Love or hate the Better Business Bureau, it’s one of the bigger sites to have dipped a couple toes in the greenish-brown pond of local business reviews. In my experience it’s a great place to get reviews, as I’ve written.
But the current local-reviews landscape is the Wild West. The sheriff in TripAdvisorville seems to shoot straight, but the one at Yelp Rock ain’t no Will Kane. Meanwhile, the sheriff of Mountain View is never in town, and his one deputy managed to lock himself in the cell with the town drunk.
And those are the big sites that actually attempt quality-control of reviews. Facebook and YellowPages? Ha.
Like Angie’s List, BBB actually seems to try. Not to say that no bogus reviews wind up there (bogus reviews are everywhere), but at least there’s an effort.
A higher-up at a regional BBB chapter read my post on how it’s an “underrated” review site, and sent me some info, which prompted me to ask him a few questions. He prefers not to be named in this post, but here’s the inside scoop he gave me on BBB reviews:
A: No, there is no automatic filter on BBB reviews. We have BBB staff that read them, as well as ask the business if this person is a customer.
Q: Under what circumstances do you remove a customer’s review manually?
A: Since October 2015 (at my chapter of the BBB) 17% of our online reviews submitted to the BBB were not published. Reasons could have been that 1) BBB was not able to verify that the person writing the review was a customer, or that 2) the review contained abusive language.
Q: Under what special circumstances will BBB reveal the identity of an anonymous reviewer to the business owner?
A: The BBB does not post any anonymous reviews. Once the BBB receives a review it goes into a 3-day “holding tank” before we publish that gives the BBB time to email the business to verify that the review is in fact from a customer and gives the business an opportunity to respond. The BBB does protect the identity of the reviewer by not posting identifiable information. Same regarding formal complaints. We would not publish a complaint that was sent anonymously.
Q: Do formal complaints factor into the “star” rating of a business, and not just against its “letter” grade?
A: No, formal complaints do not factor into the star rating. Currently we have 2 separate grading systems. The A+ – F grading system is based on standards the business meets and has earned. The star rating system is based on consumers’ opinions of the business.
Q: To get reviews on BBB, first you need to get listed. You can pay to get accredited, of course, but then there’s the free submission option (which has been relocated at least once, and never has been easy to find). Why is that form so buried and, seemingly, so ineffective?
A: We have had a massive problem with citation building services who white-label their product to agencies submitting inaccurate data – either by accident or maliciously to attempt to damage a competitor’s listing.

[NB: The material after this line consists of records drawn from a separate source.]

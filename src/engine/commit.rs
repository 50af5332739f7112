//! Commit queue - Deferred host work.
//!
//! Render only appends [`Op`]s and effects. [`CommitQueue::flush`] then runs
//! the ops in order, followed by every layout effect and every passive
//! effect, each list in insertion order.

use std::rc::Rc;

use crate::config::warn_once;
use crate::error::{Result, SceneError};
use crate::host::{adapter, Mutation, Scene};
use crate::primitives::{HostProps, Node, NodeRef};
use crate::types::{HostKind, ObjectId};

use super::instance::Instance;
use super::slot::{CachedChild, Child, HostSlot, Origin};

/// A post-commit callback (layout or passive effect).
pub type Effect = Box<dyn FnOnce() -> Result<()>>;

/// One deferred host operation.
pub enum Op {
    /// Create the slot's object.
    Create { slot: Rc<HostSlot>, props: Rc<HostProps> },
    /// Bind a direct node's object and apply its declared props.
    ApplyDirect {
        slot: Rc<HostSlot>,
        object: ObjectId,
        props: Rc<HostProps>,
    },
    /// Put the slot's object on the display list.
    Attach {
        slot: Rc<HostSlot>,
        parent: Option<Rc<HostSlot>>,
    },
    /// Diff props onto the slot's object; no previous props means mount.
    Patch {
        slot: Rc<HostSlot>,
        props: Rc<HostProps>,
        previous: Option<Rc<HostProps>>,
    },
    BindRef {
        slot: Rc<HostSlot>,
        node_ref: Option<NodeRef>,
    },
    Teardown(Child),
    /// Draw the next pool member into `member`.
    AcquirePooled {
        group: Rc<HostSlot>,
        member: Rc<HostSlot>,
    },
    /// Cache a container's reconciled children and sync their display order.
    CommitChildren {
        parent: Rc<HostSlot>,
        children: Vec<CachedChild>,
        reorder: bool,
    },
    FinishRender {
        instance: Rc<Instance>,
        rendered: Option<Node>,
        produced: Option<Child>,
    },
}

impl Op {
    fn run(self, scene: &dyn Scene) -> Result<()> {
        match self {
            Op::Create { slot, props } => {
                let object = adapter::create(scene, &props)?;
                slot.resolve_to(object);
            }

            Op::ApplyDirect { slot, object, props } => {
                if scene.kind_of(object).is_none() {
                    return Err(SceneError::MissingObject(object).into());
                }
                slot.resolve_to(object);
                adapter::patch(scene, object, &props, None, true, true);
            }

            Op::Attach { slot, parent } => {
                let Some(object) = slot.current() else {
                    return Ok(());
                };
                if scene.kind_of(object) == Some(HostKind::PhysicsGroup) {
                    return Ok(());
                }
                match parent.and_then(|p| p.current()) {
                    Some(container) => scene.add_to_container(container, object),
                    None => scene.add_to_root(object),
                }
            }

            Op::Patch { slot, props, previous } => {
                if let Some(object) = slot.current() {
                    let direct = slot.origin() == Origin::Direct;
                    // A late pool member has never seen the previous props.
                    let previous = if slot.take_fresh() { None } else { previous };
                    adapter::patch(scene, object, &props, previous.as_deref(), previous.is_none(), direct);
                }
            }

            Op::BindRef { slot, node_ref } => slot.bind_ref(node_ref),

            Op::Teardown(child) => child.teardown(scene),

            Op::AcquirePooled { group, member } => {
                let Some(group) = group.current() else {
                    return Ok(());
                };
                match scene.pool_acquire(group) {
                    Some(object) => {
                        scene.apply(object, Mutation::Active(true));
                        scene.apply(object, Mutation::Visible(true));
                        scene.apply(object, Mutation::BodyEnable(true));
                        member.resolve_pooled(group, object);
                        log::debug!("acquired {object} from pool {group}");
                    }
                    None => {
                        log::debug!("pool {group} exhausted");
                        warn_once(&format!("pool-exhausted:{group}"), || {
                            format!("pool {group} is exhausted; extra members are not shown")
                        });
                    }
                }
            }

            Op::CommitChildren { parent, children, reorder } => {
                if reorder {
                    if let Some(container) = parent.current() {
                        sync_order(scene, container, &children);
                    }
                }
                parent.set_children(children);
            }

            Op::FinishRender { instance, rendered, produced } => instance.finish(rendered, produced),
        }
        Ok(())
    }
}

/// Move container children so their indices follow declaration order.
fn sync_order(scene: &dyn Scene, container: ObjectId, children: &[CachedChild]) {
    let mut index = 0;
    for cached in children {
        let Some(object) = cached.child.object() else {
            continue;
        };
        let Some(current) = scene.child_index(container, object) else {
            continue;
        };
        if current != index {
            scene.move_child(container, object, index);
        }
        index += 1;
    }
}

// =============================================================================
// Queue
// =============================================================================

/// Work collected by one render pass.
#[derive(Default)]
pub struct CommitQueue {
    pub ops: Vec<Op>,
    pub layout_effects: Vec<Effect>,
    pub effects: Vec<Effect>,
}

impl CommitQueue {
    pub fn new() -> Self {
        Self::default()
    }

    pub fn push(&mut self, op: Op) {
        self.ops.push(op);
    }

    /// Run host ops, then layout effects, then passive effects.
    ///
    /// Stops at the first error; work already applied stays applied.
    pub fn flush(self, scene: &dyn Scene) -> Result<()> {
        log::trace!(
            "commit: {} ops, {} layout effects, {} effects",
            self.ops.len(),
            self.layout_effects.len(),
            self.effects.len()
        );
        for op in self.ops {
            op.run(scene)?;
        }
        for effect in self.layout_effects {
            effect()?;
        }
        for effect in self.effects {
            effect()?;
        }
        Ok(())
    }
}

#[cfg(test)]
mod tests {
    use super::*;
    use crate::host::{CreateSpec, HeadlessScene};
    use crate::engine::slot::SlotFlags;
    use crate::primitives::{ContainerProps, GroupConfig, SpriteProps};
    use std::cell::RefCell;

    #[test]
    fn test_flush_order() {
        let scene = HeadlessScene::new();
        let log = Rc::new(RefCell::new(Vec::new()));
        let mut queue = CommitQueue::new();

        let l = log.clone();
        queue.effects.push(Box::new(move || {
            l.borrow_mut().push("passive");
            Ok(())
        }));
        let l = log.clone();
        queue.layout_effects.push(Box::new(move || {
            l.borrow_mut().push("layout");
            Ok(())
        }));

        let slot = HostSlot::new(Origin::Create, HostKind::Container);
        queue.push(Op::Create {
            slot: slot.clone(),
            props: Rc::new(ContainerProps::default().into()),
        });
        queue.flush(&scene).unwrap();

        assert!(slot.current().is_some());
        assert_eq!(*log.borrow(), vec!["layout", "passive"]);
    }

    #[test]
    fn test_create_then_attach_to_container() {
        let scene = HeadlessScene::new();
        let container = HostSlot::new(Origin::Create, HostKind::Container);
        let sprite = HostSlot::new(Origin::Create, HostKind::Sprite);

        let mut queue = CommitQueue::new();
        queue.push(Op::Create {
            slot: container.clone(),
            props: Rc::new(ContainerProps::default().into()),
        });
        queue.push(Op::Attach { slot: container.clone(), parent: None });
        queue.push(Op::Create {
            slot: sprite.clone(),
            props: Rc::new(SpriteProps::default().into()),
        });
        queue.push(Op::Attach {
            slot: sprite.clone(),
            parent: Some(container.clone()),
        });
        queue.flush(&scene).unwrap();

        let c = container.current().unwrap();
        assert_eq!(scene.root_children(), vec![c]);
        assert_eq!(scene.children(c), vec![sprite.current().unwrap()]);
    }

    #[test]
    fn test_acquire_marks_member_pooled() {
        let scene = HeadlessScene::new();
        let group = HostSlot::new(Origin::Create, HostKind::PhysicsGroup);
        let id = scene
            .create(CreateSpec::PhysicsGroup {
                config: GroupConfig { max_size: Some(1), ..Default::default() },
            })
            .unwrap();
        group.resolve_to(id);

        let first = HostSlot::pooled();
        let second = HostSlot::pooled();
        let mut queue = CommitQueue::new();
        queue.push(Op::AcquirePooled { group: group.clone(), member: first.clone() });
        queue.push(Op::AcquirePooled { group: group.clone(), member: second.clone() });
        queue.flush(&scene).unwrap();

        let member = first.current().unwrap();
        assert!(first.flags().contains(SlotFlags::POOLED));
        assert!(scene.mutations(member).contains(&Mutation::BodyEnable(true)));
        assert!(second.current().is_none());
    }

    #[test]
    fn test_unknown_kind_fails_at_commit() {
        let scene = HeadlessScene::new();
        scene.reject_kind(HostKind::Sprite);
        let mut queue = CommitQueue::new();
        queue.push(Op::Create {
            slot: HostSlot::new(Origin::Create, HostKind::Sprite),
            props: Rc::new(SpriteProps::default().into()),
        });
        let err = queue.flush(&scene).unwrap_err();
        assert_eq!(err.to_string(), "unknown node type: sprite");
    }
}
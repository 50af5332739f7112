//! Engine - Component instances, reconciliation and commit.
//!
//! - [`context`] - Thread-local render stack that hooks resolve against
//! - [`instance`] - Component instances and their hook slots
//! - [`slot`] - Late-bound handles to host objects
//! - [`reconciler`] - Node diffing
//! - [`commit`] - Deferred host operations and effect flushing
//!
//! # Two phases
//!
//! ```text
//! setter / mount_root
//!   └─ Instance::render_into ── component fn ── hooks (context frame)
//!        └─ reconcile ── Ops appended to CommitQueue
//!   └─ CommitQueue::flush ── ops → layout effects → passive effects
//! ```
//!
//! Render is free of host side effects. A failed render drops its queue and
//! leaves the scene as it was.

pub(crate) mod commit;
pub(crate) mod context;
pub(crate) mod instance;
pub(crate) mod reconciler;
pub(crate) mod slot;

pub(crate) use commit::Effect;
pub(crate) use context::next_hook;
pub(crate) use instance::Instance;
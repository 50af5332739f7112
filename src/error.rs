//! Error types.
//!
//! Contract violations surface immediately from the call that broke the
//! contract. Host failures surface when the commit queue executes, which is
//! after render has finished.

use thiserror::Error;

use crate::types::{HostKind, ObjectId};

/// Result alias used throughout the crate.
pub type Result<T, E = Error> = std::result::Result<T, E>;

/// Runtime errors.
#[derive(Debug, Error)]
pub enum Error {
    /// A hook (or the scene accessor, or effect scheduling) ran outside a component render.
    #[error("{hook} must be called inside a component")]
    NoRenderContext { hook: &'static str },

    /// The hook at `index` is not the same hook as on the previous render.
    #[error("hook #{index} in `{component}` was {found} on an earlier render, now called as {expected}")]
    HookOrderChanged {
        component: &'static str,
        index: usize,
        expected: &'static str,
        found: &'static str,
    },

    /// A state setter fired while a component render function was executing.
    #[error("cannot re-render `{component}` while `{rendering}` is rendering")]
    RenderInProgress {
        component: &'static str,
        rendering: &'static str,
    },

    /// A component was handed props of a type it does not accept.
    #[error("component `{component}` received props of an unexpected type")]
    PropsMismatch { component: &'static str },

    /// The host scene refused an operation.
    #[error(transparent)]
    Scene(#[from] SceneError),

    /// Raised by user code inside a component render function.
    #[error("{0}")]
    Render(String),
}

impl Error {
    /// Build an error from inside a component render function.
    pub fn render(message: impl Into<String>) -> Self {
        Error::Render(message.into())
    }
}

/// Errors reported by a [`Scene`](crate::host::Scene) implementation.
#[derive(Debug, Error)]
pub enum SceneError {
    /// The host cannot create objects of this kind.
    #[error("unknown node type: {0}")]
    UnknownKind(HostKind),

    /// The host no longer knows this object.
    #[error("host object {0} does not exist")]
    MissingObject(ObjectId),

    /// Any other host failure.
    #[error("{0}")]
    Other(String),
}

#[cfg(test)]
mod tests {
    use super::*;

    #[test]
    fn test_messages() {
        let err = Error::NoRenderContext { hook: "use_state" };
        assert_eq!(err.to_string(), "use_state must be called inside a component");

        let err: Error = SceneError::UnknownKind(HostKind::Text).into();
        assert_eq!(err.to_string(), "unknown node type: text");
    }
}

This has created a massive amount of work for our staff. Often they submit data we already have listed. If we get a listing that we think is submitted inaccurately, we try to reach out to the business by phone and later by letter and send them a questionnaire asking them to update their file in our system (free of charge). We don’t always get return phone calls or get our questionnaires returned. If we think the data is submitted inaccurately, we don’t publish it.
We are also getting a lot of submissions that have virtual office addresses that we can’t verify have employees in the United States. The business can’t be verified in public records of the state or county.
What I really think makes our database so great is that we have humans who act as “Curators” or caretakers to verify that the information that we report to the public is correct. We take this very seriously at our chapter of the BBB. It is what we dedicate the most financial and human resources to, especially regarding our Accredited Business Directory. Those businesses and their owners have been background-checked, and we’ve checked their licenses, business start dates, verified addresses, etc. That is why you won’t find an un-licensed mover in our Accredited Business Directory, or an unlicensed handyman lumped into the licensed plumbing categories.
Another thing that I think really sets us apart from other directory sites is that we ask for sizing information from the company. For example, we know AT&T would be considered a “colossal large” business because of the number of customers they have. It would be acceptable for them to get 500 complaints a year and, as long as they respond and make a good-faith effort to resolve those complaints, they could still maintain an A+ record. Contrast that with a pool builder who builds 20 pools a year and gets 10 complaints. To us, that’s less expected and more of a concern.
Anyway, we are in the process of making some major improvements to our website and iPhone app. We are moving in the right direction digitally, just moving slower than I would wish! 🙂
How does that square with your experience with Better Business Bureau reviews?
Any questions I can pass on to someone at the BBB?